二つ目は、右半分の意味領域の大切さは分かっているにもかかわらず、どのように踏み込んでいいのかよく分からない、というのが現実として手前で踏みとどまる状況を招いています。「デザイン思考」の次に「アート思考」という言葉がでてくれば、そこに突破口があるのではないか?と期待して美術館に足を運びます。しかし、数回、趣くままに絵画や彫刻を見ても「心が洗われた」とか「私には思いつかない発想だ」程度の感想から先にいきません。
合理的思考の延長で意味は語れない
そういうわけで、多くの人はそこで頓挫しています。場合によっては、左半分の手法を見なおことで右半分への接近が可能ではないか?とも考えるのですが、「違った眼鏡をかける」リフレーミングを行うのは厳しいです。こういう人は、どうしても合理性が通用しない、との体感がないのですね。
NIKKEI The STYLEに「80年代イタリアデザイン「メンフィス」に光ふたたび」との記事で紹介したデザイナー、エットーレ・ソットサスは、合理的思考の通用しない世界があることを痛感しました。彼が、世界的ヒット作をつくったオリベッティという事務機器メーカーの製品デザインはテクノロジーに依拠した、いわば問題解決の仕事であった。しかし、1980年代に行ったメンフィスという活動では新しい表現言語の開拓を目指し、新しい意味を探索しました。
彼は1990年代、メンフィスの活動をやめた後、「他人はオリベッティの仕事は大変だったでしょうと私に聞く。だが、私にとって大変だったのは、オリベッティではなくメンフィスの仕事だった」と意味探索のしんどさをメモにして語っています。そして、このメモには別の文章もあります。
「愛する若い女性に花束を贈ろうにも、どのような花を選べばよいかに際し、合理的な思考が使えなかった」との内容です。彼は2人目の奥さんとなる女性と50代後半に出逢います。相手は20数歳下の女性です。メンフィスの活動をはじめる数年前ですが、その時(にも!)、彼は合理的思考の限界を思ったのです。

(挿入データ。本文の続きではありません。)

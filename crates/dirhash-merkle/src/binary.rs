//! Binary Merkle tree over an ordered sequence of data blocks.
//!
//! Leaves hash their raw block with SHA-256 and internal nodes hash the
//! concatenation of their two child digests. The tree is built bottom-up one
//! level at a time. When a level holds an odd number of nodes, its last node
//! is paired with itself, so the resulting parent stores the same child index
//! on both sides:
//!
//! ```text
//!              root
//!            /      \
//!         H01        H22
//!        /   \      /   \
//!      L0    L1   L2 === L2
//! ```
//!
//! This differs from libraries that promote the unpaired node unchanged, and
//! therefore yields different roots for non power-of-two inputs.
//!
//! # Example
//!
//! ```
//! use dirhash_merkle::{verify_proof, BinaryMerkleTree};
//!
//! let tree = BinaryMerkleTree::build(&[b"a".to_vec(), b"b".to_vec()]).unwrap();
//! let proof = tree.generate_proof(b"a").unwrap();
//! assert!(verify_proof(b"a", &proof, &tree.root()));
//! ```

use crate::error::{MerkleError, MerkleResult};
use crate::hash::{hash_internal, hash_leaf, HashValue};
use crate::proof::{MerkleProof, ProofStep, Side};

/// Index of a node inside the tree's arena.
pub type NodeIndex = usize;

/// Payload of a tree node.
#[derive(Clone, Debug, PartialEq, Eq)]
pub enum NodeKind {
    /// A leaf owning the original block bytes
    Leaf { data: Vec<u8> },
    /// An internal node with two children; `left == right` for self-paired nodes
    Internal { left: NodeIndex, right: NodeIndex },
}

/// A node in the binary Merkle tree.
#[derive(Clone, Debug, PartialEq, Eq)]
pub struct MerkleNode {
    hash: HashValue,
    kind: NodeKind,
}

impl MerkleNode {
    fn leaf(data: Vec<u8>) -> Self {
        Self {
            hash: hash_leaf(&data),
            kind: NodeKind::Leaf { data },
        }
    }

    fn internal(left: NodeIndex, left_hash: &HashValue, right: NodeIndex, right_hash: &HashValue) -> Self {
        Self {
            hash: hash_internal(left_hash, right_hash),
            kind: NodeKind::Internal { left, right },
        }
    }

    pub fn hash(&self) -> HashValue {
        self.hash
    }

    pub fn kind(&self) -> &NodeKind {
        &self.kind
    }

    pub fn is_leaf(&self) -> bool {
        matches!(self.kind, NodeKind::Leaf { .. })
    }

    /// Block bytes for a leaf, `None` for internal nodes.
    pub fn data(&self) -> Option<&[u8]> {
        match &self.kind {
            NodeKind::Leaf { data } => Some(data.as_slice()),
            NodeKind::Internal { .. } => None,
        }
    }

    /// Child indices for an internal node, `None` for leaves.
    pub fn children(&self) -> Option<(NodeIndex, NodeIndex)> {
        match self.kind {
            NodeKind::Internal { left, right } => Some((left, right)),
            NodeKind::Leaf { .. } => None,
        }
    }

    /// Whether this internal node pairs a single child with itself.
    pub fn is_self_paired(&self) -> bool {
        matches!(self.kind, NodeKind::Internal { left, right } if left == right)
    }
}

/// An immutable binary Merkle tree.
///
/// Nodes live in a single arena: all leaves first, in input order, followed by
/// each internal level bottom-up. The root is always the last node.
#[derive(Clone, Debug, PartialEq, Eq)]
pub struct BinaryMerkleTree {
    nodes: Vec<MerkleNode>,
    leaf_count: usize,
    height: usize,
}

impl BinaryMerkleTree {
    /// Build a tree from an ordered sequence of blocks.
    ///
    /// The root digest depends on block order, so callers must supply blocks
    /// in a deterministic order. Fails with [`MerkleError::InvalidInput`] when
    /// `blocks` is empty.
    pub fn build<B: AsRef<[u8]>>(blocks: &[B]) -> MerkleResult<Self> {
        Self::from_blocks(blocks.iter().map(|b| b.as_ref().to_vec()))
    }

    /// Build a tree taking ownership of the blocks.
    pub fn from_blocks<I>(blocks: I) -> MerkleResult<Self>
    where
        I: IntoIterator<Item = Vec<u8>>,
    {
        let mut nodes: Vec<MerkleNode> = blocks.into_iter().map(MerkleNode::leaf).collect();
        let leaf_count = nodes.len();
        if leaf_count == 0 {
            return Err(MerkleError::InvalidInput(
                "cannot build a merkle tree from zero blocks".to_string(),
            ));
        }

        let mut level_start = 0;
        let mut level_len = leaf_count;
        let mut height = 0;

        while level_len > 1 {
            let next_start = nodes.len();
            let mut i = level_start;
            let level_end = level_start + level_len;
            while i < level_end {
                // Odd tail pairs with itself
                let right = if i + 1 < level_end { i + 1 } else { i };
                let node = MerkleNode::internal(i, &nodes[i].hash, right, &nodes[right].hash);
                nodes.push(node);
                i += 2;
            }
            level_start = next_start;
            level_len = nodes.len() - next_start;
            height += 1;
        }

        Ok(Self {
            nodes,
            leaf_count,
            height,
        })
    }

    /// Root digest of the tree.
    pub fn root(&self) -> HashValue {
        self.root_node().hash
    }

    pub fn root_index(&self) -> NodeIndex {
        self.nodes.len() - 1
    }

    pub fn root_node(&self) -> &MerkleNode {
        &self.nodes[self.root_index()]
    }

    /// Look up a node by arena index.
    pub fn node(&self, index: NodeIndex) -> Option<&MerkleNode> {
        self.nodes.get(index)
    }

    /// Number of leaves (equal to the number of input blocks).
    pub fn leaf_count(&self) -> usize {
        self.leaf_count
    }

    /// Number of distinct nodes, including self-paired parents.
    pub fn node_count(&self) -> usize {
        self.nodes.len()
    }

    /// Number of internal levels above the leaves. Zero for a single block.
    pub fn height(&self) -> usize {
        self.height
    }

    /// Leaves in input order.
    pub fn leaves(&self) -> impl Iterator<Item = &MerkleNode> {
        self.nodes[..self.leaf_count].iter()
    }

    /// Block bytes of the leaves in input order.
    pub fn leaf_data(&self) -> impl Iterator<Item = &[u8]> {
        self.leaves().filter_map(MerkleNode::data)
    }

    /// Generate a membership proof for `target`.
    ///
    /// Searches depth-first, left subtree before right, for a leaf whose data
    /// equals `target`. When several leaves hold identical data the first one
    /// found in that order is proven. Returns `None` if no leaf matches.
    ///
    /// The search keeps an explicit stack of frames instead of recursing.
    pub fn generate_proof(&self, target: &[u8]) -> Option<MerkleProof> {
        let mut frames = vec![Frame::new(self.root_index())];

        while let Some(frame) = frames.last_mut() {
            match self.nodes[frame.node].kind {
                NodeKind::Leaf { ref data } => {
                    if data.as_slice() == target {
                        return Some(self.unwind(&frames));
                    }
                    frames.pop();
                }
                NodeKind::Internal { left, right } => match frame.descended {
                    None => {
                        frame.descended = Some(Side::Left);
                        frames.push(Frame::new(left));
                    }
                    // A self-paired node's right subtree was already searched as its left
                    Some(Side::Left) if right != left => {
                        frame.descended = Some(Side::Right);
                        frames.push(Frame::new(right));
                    }
                    Some(_) => {
                        frames.pop();
                    }
                },
            }
        }

        None
    }

    /// Turn the root-to-leaf frame stack into leaf-to-root proof steps.
    fn unwind(&self, frames: &[Frame]) -> MerkleProof {
        let steps = frames
            .iter()
            .rev()
            .skip(1)
            .filter_map(|frame| {
                let (left, right) = self.nodes[frame.node].children()?;
                let step = match frame.descended? {
                    Side::Left => ProofStep::new(self.nodes[right].hash, Side::Right),
                    Side::Right => ProofStep::new(self.nodes[left].hash, Side::Left),
                };
                Some(step)
            })
            .collect();
        MerkleProof::new(steps)
    }

    /// Whether any leaf holds exactly `data`.
    pub fn contains(&self, data: &[u8]) -> bool {
        self.leaf_data().any(|d| d == data)
    }
}

/// DFS frame: the node and which child (if any) was descended into last.
struct Frame {
    node: NodeIndex,
    descended: Option<Side>,
}

impl Frame {
    fn new(node: NodeIndex) -> Self {
        Self {
            node,
            descended: None,
        }
    }
}

#[cfg(test)]
mod tests {
    use super::*;
    use crate::hash::sha256;
    use crate::proof::verify_proof;

    fn blocks(n: usize) -> Vec<Vec<u8>> {
        (0..n).map(|i| format!("block{}", i).into_bytes()).collect()
    }

    #[test]
    fn test_empty_input_rejected() {
        let empty: Vec<Vec<u8>> = vec![];
        let err = BinaryMerkleTree::build(&empty).unwrap_err();
        assert!(matches!(err, MerkleError::InvalidInput(_)));
    }

    #[test]
    fn test_single_block() {
        let tree = BinaryMerkleTree::build(&[b"only".to_vec()]).unwrap();

        assert_eq!(tree.root(), sha256(b"only"));
        assert!(tree.root_node().is_leaf());
        assert_eq!(tree.leaf_count(), 1);
        assert_eq!(tree.node_count(), 1);
        assert_eq!(tree.height(), 0);

        let proof = tree.generate_proof(b"only").unwrap();
        assert!(proof.is_empty());
        assert!(verify_proof(b"only", &proof, &tree.root()));
    }

    #[test]
    fn test_two_blocks_literal() {
        let tree = BinaryMerkleTree::build(&[b"a".to_vec(), b"b".to_vec()]).unwrap();
        let expected_root = hash_internal(&sha256(b"a"), &sha256(b"b"));
        assert_eq!(tree.root(), expected_root);

        let proof = tree.generate_proof(b"a").unwrap();
        assert_eq!(proof.steps(), &[ProofStep::new(sha256(b"b"), Side::Right)]);
        assert!(verify_proof(b"a", &proof, &expected_root));

        let proof = tree.generate_proof(b"b").unwrap();
        assert_eq!(proof.steps(), &[ProofStep::new(sha256(b"a"), Side::Left)]);
        assert!(verify_proof(b"b", &proof, &expected_root));
    }

    #[test]
    fn test_odd_level_self_pairing() {
        let tree = BinaryMerkleTree::build(&[b"x".to_vec(), b"y".to_vec(), b"z".to_vec()]).unwrap();

        let d0 = sha256(b"x");
        let d1 = sha256(b"y");
        let d2 = sha256(b"z");
        let expected = hash_internal(&hash_internal(&d0, &d1), &hash_internal(&d2, &d2));
        assert_eq!(tree.root(), expected);

        // 3 leaves + 2 parents + root
        assert_eq!(tree.node_count(), 6);
        assert_eq!(tree.height(), 2);

        let self_paired: Vec<_> = (0..tree.node_count())
            .filter_map(|i| tree.node(i))
            .filter(|n| n.is_self_paired())
            .collect();
        assert_eq!(self_paired.len(), 1);
        assert_eq!(self_paired[0].children(), Some((2, 2)));
    }

    #[test]
    fn test_self_paired_leaf_proof() {
        let tree = BinaryMerkleTree::build(&blocks(3)).unwrap();
        let proof = tree.generate_proof(b"block2").unwrap();

        // Sibling of a self-paired leaf is itself, on the right
        assert_eq!(proof.len(), 2);
        assert_eq!(proof.steps()[0], ProofStep::new(sha256(b"block2"), Side::Right));
        assert_eq!(proof.steps()[1].side, Side::Left);
        assert!(verify_proof(b"block2", &proof, &tree.root()));
    }

    #[test]
    fn test_node_counts_follow_level_rounding() {
        // n leaves, then ceil(n/2) per level until one node remains
        for (n, expected_nodes, expected_height) in [
            (1, 1, 0),
            (2, 3, 1),
            (3, 6, 2),
            (4, 7, 2),
            (5, 11, 3),
            (6, 12, 3),
            (7, 14, 3),
            (8, 15, 3),
            (9, 20, 4),
        ] {
            let tree = BinaryMerkleTree::build(&blocks(n)).unwrap();
            assert_eq!(tree.leaf_count(), n);
            assert_eq!(tree.node_count(), expected_nodes, "node count for n={}", n);
            assert_eq!(tree.height(), expected_height, "height for n={}", n);
        }
    }

    #[test]
    fn test_leaves_keep_input_order() {
        let input = blocks(7);
        let tree = BinaryMerkleTree::build(&input).unwrap();
        let leaves: Vec<Vec<u8>> = tree.leaf_data().map(|d| d.to_vec()).collect();
        assert_eq!(leaves, input);
        assert!(tree.leaves().all(MerkleNode::is_leaf));
        assert!(tree.nodes[tree.leaf_count()..].iter().all(|n| n.data().is_none()));
    }

    #[test]
    fn test_deterministic_root() {
        let tree1 = BinaryMerkleTree::build(&blocks(10)).unwrap();
        let tree2 = BinaryMerkleTree::build(&blocks(10)).unwrap();
        assert_eq!(tree1.root(), tree2.root());
    }

    #[test]
    fn test_order_sensitive_root() {
        let mut reversed = blocks(4);
        reversed.reverse();
        let tree1 = BinaryMerkleTree::build(&blocks(4)).unwrap();
        let tree2 = BinaryMerkleTree::build(&reversed).unwrap();
        assert_ne!(tree1.root(), tree2.root());

        let mut swapped = blocks(5);
        swapped.swap(3, 4);
        let tree3 = BinaryMerkleTree::build(&blocks(5)).unwrap();
        let tree4 = BinaryMerkleTree::build(&swapped).unwrap();
        assert_ne!(tree3.root(), tree4.root());
    }

    #[test]
    fn test_proof_for_every_leaf() {
        for n in 1..=17 {
            let input = blocks(n);
            let tree = BinaryMerkleTree::build(&input).unwrap();
            let root = tree.root();
            for block in &input {
                let proof = tree.generate_proof(block).unwrap();
                assert_eq!(proof.len(), tree.height());
                assert!(verify_proof(block, &proof, &root), "n={} block={:?}", n, block);
            }
        }
    }

    #[test]
    fn test_absent_target_not_found() {
        let tree = BinaryMerkleTree::build(&blocks(5)).unwrap();
        assert!(tree.generate_proof(b"missing").is_none());
        assert!(!tree.contains(b"missing"));
        assert!(tree.contains(b"block4"));
    }

    #[test]
    fn test_duplicate_leaves_prove_first_match() {
        let input = vec![b"dup".to_vec(), b"other".to_vec(), b"dup".to_vec(), b"tail".to_vec()];
        let tree = BinaryMerkleTree::build(&input).unwrap();
        let proof = tree.generate_proof(b"dup").unwrap();

        // Leaf 0 is found first, so its sibling is leaf 1
        assert_eq!(proof.steps()[0], ProofStep::new(sha256(b"other"), Side::Right));
        assert!(verify_proof(b"dup", &proof, &tree.root()));
    }

    #[test]
    fn test_empty_block_is_a_valid_leaf() {
        let tree = BinaryMerkleTree::build(&[Vec::new(), b"x".to_vec()]).unwrap();
        let proof = tree.generate_proof(b"").unwrap();
        assert!(verify_proof(b"", &proof, &tree.root()));
    }
}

このように眼鏡をつけかえることを身体的な経験として持たない限り、マンズィーニのチャートの右半分の範囲での探索に腰を据えにくいのでしょう。なにせ1割程度の必要発生率なのですから。だが、今や社会的に大きなインパクトを与えたり、何らかの文化をつくるに貢献しないと、長期的な、それこそサステナブルなビジネスとは認知されずらいなかにあって、右半分は蔑ろにするのは難しくなっています。だいたい、ヒットとなる商品は右半分に依拠することが多い、との事情も絡みます。
視覚そのものに制限を加える
以上のようなことを、この一カ月、あらためて思いはせていました。合理的思考が通用しないとは、例えば、チームのつくり方もそうです。ベルガンティのワークショップでペアの限界と有効性を体感させるものがあります。次のような内容です。
チームが機械のように合理的に運営できると考えるのは、現実的ではない夢想に過ぎないことが実感できます。軍隊であってさえ、そうでしょう。だからこそ、ペアの重要性が際立つわけで、かつペアの限界にも思い知る。これが身体でわかるのです。
数日前、あるヒントをもらいました。さらなる体感の持ち方についてです。
ミラノ工科大学でブラインドサッカーのワークショップを開催しました。日本ブラインドサッカー協会の方がミラノに来て、午前中はデザイン学部の修士の学生たち、午後は学部を問わず、教職員たちが参加するワークショップをしました。
ぼくは実施にあたりコーディネートをお手伝いしたので見学していたのですが、「眼鏡を替える一つとして、強制的に視覚を制限する」という方法があるのに気がつきました。視覚障害の人たちの活動を障害のない人たちが経験する意義は、当然自分なりに理解している「つもり」でした。
即ち、このワークショップが、チーム構築やコミュニケーション向上など、ビジネス上のさまざまな目的に有効であろうとは思っていました。しかし、意味領域に踏み出すにあたり、その覚醒のために「意図的なカオス」を経験する。この文脈におけるブラインドサッカーの活用は考えていませんでした。
「眼鏡をつけかえる」とのテーマはさらに追求しようと思います。